MSCI hopes to include Chinese A-shares in its flagship emerging markets index as early as next year, the latest sign of the increasing openness of mainland markets to global investors

March 12, 2014 11:58 am

MSCI eyes listing of China A-shares next year

By Josh Noble in Hong Kong

MSCI hopes to include Chinese A-shares in its flagship emerging markets index as early as next year, the latest sign of the increasing openness of mainland markets to global investors.

The New York-based index provider has launched a consultation on the inclusion of A-shares – which are listed in mainland China and denominated in renminbi – in its flagship emerging markets index from May 2015. Such a move would come much earlier than many analysts had been expecting.

The proposed addition of mainland-listed equities to the index, which is tracked by international funds worth about $1.5tn, follows wide-ranging moves by Chinese authorities to increase overseas participation in its markets.

Although access to onshore equity and bond markets is still restricted by a quota system, mainland regulators have loosened restrictions on what foreigners can buy once granted a licence, and promised to speed up the waiting times for those hoping to invest.

The amount of quota available under current regulations stands at $216bn, roughly 7-8 per cent of the market capitalisation of the Shanghai equity market. However, so far only $82bn of that total has actually been allocated to investors, something MSCI is confident will change.

“We think there have been very significant developments, and the regulators continue to open up the market,” said Chin Ping Chia, MSCI’s head of index research for Asia. “It’s important for us to reflect our assessment.”
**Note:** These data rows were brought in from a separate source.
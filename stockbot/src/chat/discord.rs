//! Discord session backed by serenity's gateway client.

use std::sync::Arc;

use async_trait::async_trait;
use serenity::all::{
    ChannelId, Client, Context, CreateMessage, EventHandler, GatewayIntents, Http, Message, Ready,
    ShardManager,
};
use tokio::sync::mpsc;
use tracing::{debug, error, info, warn};

use super::{ChatSession, InboundMessage, truncate_message};
use crate::{Error, Result};

/// Connection settings for [`DiscordSession`].
#[derive(Debug, Clone)]
pub struct DiscordConfig {
    pub token: String,
    /// Channel id, as a decimal string.
    pub channel: String,
}

impl DiscordConfig {
    fn channel_id(&self) -> Result<ChannelId> {
        let id: u64 = self
            .channel
            .trim()
            .parse()
            .map_err(|_| Error::config(format!("channel is not a Discord id: {}", self.channel)))?;
        if id == 0 {
            return Err(Error::config("channel id must be non-zero"));
        }
        Ok(ChannelId::new(id))
    }
}

/// Forwards gateway messages onto the inbound queue.
struct Relay {
    inbound: mpsc::Sender<InboundMessage>,
}

#[async_trait]
impl EventHandler for Relay {
    async fn ready(&self, _ctx: Context, ready: Ready) {
        info!(user = %ready.user.name, "Connected to chat gateway");
    }

    async fn message(&self, _ctx: Context, msg: Message) {
        let inbound = InboundMessage {
            author_id: msg.author.id.to_string(),
            channel_id: msg.channel_id.to_string(),
            content: msg.content,
        };
        if self.inbound.send(inbound).await.is_err() {
            debug!("Inbound queue closed, dropping message");
        }
    }
}

pub struct DiscordSession {
    http: Arc<Http>,
    shard_manager: Arc<ShardManager>,
    channel: ChannelId,
    bot_id: String,
}

impl DiscordSession {
    /// Validate the token, then start the gateway in the background.
    pub async fn connect(
        config: &DiscordConfig,
        inbound: mpsc::Sender<InboundMessage>,
    ) -> Result<Self> {
        let channel = config.channel_id()?;
        let intents = GatewayIntents::GUILD_MESSAGES
            | GatewayIntents::DIRECT_MESSAGES
            | GatewayIntents::MESSAGE_CONTENT;

        let mut client = Client::builder(&config.token, intents)
            .event_handler(Relay { inbound })
            .await
            .map_err(|e| Error::chat(format!("failed to build client: {e}")))?;

        let me = client
            .http
            .get_current_user()
            .await
            .map_err(|e| Error::chat(format!("failed to authenticate: {e}")))?;

        let http = client.http.clone();
        let shard_manager = client.shard_manager.clone();

        tokio::spawn(async move {
            if let Err(e) = client.start().await {
                error!(error = %e, "Chat gateway stopped");
            }
        });

        Ok(Self {
            http,
            shard_manager,
            channel,
            bot_id: me.id.to_string(),
        })
    }

    /// User id the token authenticated as.
    pub fn bot_id(&self) -> &str {
        &self.bot_id
    }

    async fn send(&self, builder: CreateMessage) -> Result<()> {
        self.channel
            .send_message(&self.http, builder)
            .await
            .map(|_| ())
            .map_err(|e| {
                warn!(error = %e, "Failed to send chat message");
                Error::chat(e.to_string())
            })
    }
}

#[async_trait]
impl ChatSession for DiscordSession {
    async fn send_text(&self, text: &str) -> Result<()> {
        self.send(CreateMessage::new().content(truncate_message(text)))
            .await
    }

    async fn send_tts(&self, text: &str) -> Result<()> {
        self.send(
            CreateMessage::new()
                .content(truncate_message(text))
                .tts(true),
        )
        .await
    }

    async fn close(&self) {
        self.shard_manager.shutdown_all().await;
        info!("Chat session closed");
    }
}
The initial step put forward by MSCI would lead to A-shares accounting for just 0.6 per cent of the emerging markets index. By comparison, Indonesia makes up 2.4 per cent of the index, and Thailand 2.6 per cent – both markets far smaller than China.

The MSCI road map includes a scenario where China’s portion of the index rises to as much as 10.2 per cent, although that would require the total abolition of the current investment restrictions and a full liberalisation of the capital account – both still distant prospects.

The proposals would also result in a drastic overhaul of the MSCI China index, which would have its constituents increased from 136 to 385.

Mark Makepeace, FTSE chief executive, told the Financial Times that investors needed to be making concrete plans for how to manage China’s inclusion in index products in the coming years.

Analysts said the move was positive for the Chinese market, but would have limited short-term effects.

“The inclusion points to a positive direction for A-share internationalisation and the promotion of the China capital markets globally,” wrote Ben Bei, China equity strategist at Goldman Sachs in a report. “However, we expect the real tangible impact to A-shares may be muted at the initial stage due to the subdued weight proposed.”

MSCI will now seek the opinions of investors, with a view to making a final decision on the proposals in June.